What the exercise asks :: Give the total of lines holding the word "listens" in the records below, and nothing else.

Collected data entries
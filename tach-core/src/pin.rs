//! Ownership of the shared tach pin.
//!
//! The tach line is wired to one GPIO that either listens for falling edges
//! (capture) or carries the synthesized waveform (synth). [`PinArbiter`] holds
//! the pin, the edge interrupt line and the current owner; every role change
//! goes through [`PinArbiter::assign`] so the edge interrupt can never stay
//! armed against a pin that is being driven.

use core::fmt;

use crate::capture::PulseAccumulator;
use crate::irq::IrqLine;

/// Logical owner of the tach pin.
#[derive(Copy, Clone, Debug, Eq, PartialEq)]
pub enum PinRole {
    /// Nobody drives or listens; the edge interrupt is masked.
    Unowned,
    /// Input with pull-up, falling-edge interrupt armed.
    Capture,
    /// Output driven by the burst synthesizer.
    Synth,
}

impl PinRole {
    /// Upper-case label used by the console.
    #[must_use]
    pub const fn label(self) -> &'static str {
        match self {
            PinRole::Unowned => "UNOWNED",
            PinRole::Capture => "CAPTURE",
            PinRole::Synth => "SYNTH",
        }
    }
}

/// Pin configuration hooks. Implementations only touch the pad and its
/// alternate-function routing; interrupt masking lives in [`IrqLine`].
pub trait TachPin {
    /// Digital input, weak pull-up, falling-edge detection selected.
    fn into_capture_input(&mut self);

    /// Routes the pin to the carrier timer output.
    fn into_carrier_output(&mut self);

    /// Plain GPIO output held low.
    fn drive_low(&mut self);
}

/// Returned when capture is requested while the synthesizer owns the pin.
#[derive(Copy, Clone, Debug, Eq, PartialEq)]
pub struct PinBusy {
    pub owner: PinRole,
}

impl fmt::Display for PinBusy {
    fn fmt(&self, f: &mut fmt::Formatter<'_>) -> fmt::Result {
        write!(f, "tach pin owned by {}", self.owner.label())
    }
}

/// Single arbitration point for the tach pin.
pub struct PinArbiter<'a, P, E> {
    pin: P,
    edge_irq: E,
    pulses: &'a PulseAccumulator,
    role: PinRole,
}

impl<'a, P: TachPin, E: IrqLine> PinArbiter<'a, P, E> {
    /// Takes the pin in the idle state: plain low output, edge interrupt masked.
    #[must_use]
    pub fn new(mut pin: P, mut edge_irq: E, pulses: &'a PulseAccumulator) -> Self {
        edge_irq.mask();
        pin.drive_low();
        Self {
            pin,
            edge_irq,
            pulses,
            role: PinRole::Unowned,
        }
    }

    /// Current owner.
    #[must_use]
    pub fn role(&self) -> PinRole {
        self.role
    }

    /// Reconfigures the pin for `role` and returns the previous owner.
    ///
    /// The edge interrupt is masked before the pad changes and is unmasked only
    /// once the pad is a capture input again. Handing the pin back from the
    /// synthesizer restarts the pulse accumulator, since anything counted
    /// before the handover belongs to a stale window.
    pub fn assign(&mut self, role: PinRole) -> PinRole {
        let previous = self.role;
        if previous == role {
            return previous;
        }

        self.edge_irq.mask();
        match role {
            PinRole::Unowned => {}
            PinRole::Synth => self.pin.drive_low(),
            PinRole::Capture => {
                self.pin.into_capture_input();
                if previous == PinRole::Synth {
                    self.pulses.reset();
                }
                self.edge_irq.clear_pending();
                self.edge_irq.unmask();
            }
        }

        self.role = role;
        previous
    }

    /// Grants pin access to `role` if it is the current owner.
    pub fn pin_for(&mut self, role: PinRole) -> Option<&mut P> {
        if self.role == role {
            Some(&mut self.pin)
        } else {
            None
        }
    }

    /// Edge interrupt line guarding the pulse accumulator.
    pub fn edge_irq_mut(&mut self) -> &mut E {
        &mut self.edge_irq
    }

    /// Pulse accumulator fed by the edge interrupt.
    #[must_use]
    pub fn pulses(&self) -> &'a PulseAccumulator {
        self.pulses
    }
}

Reply :: 2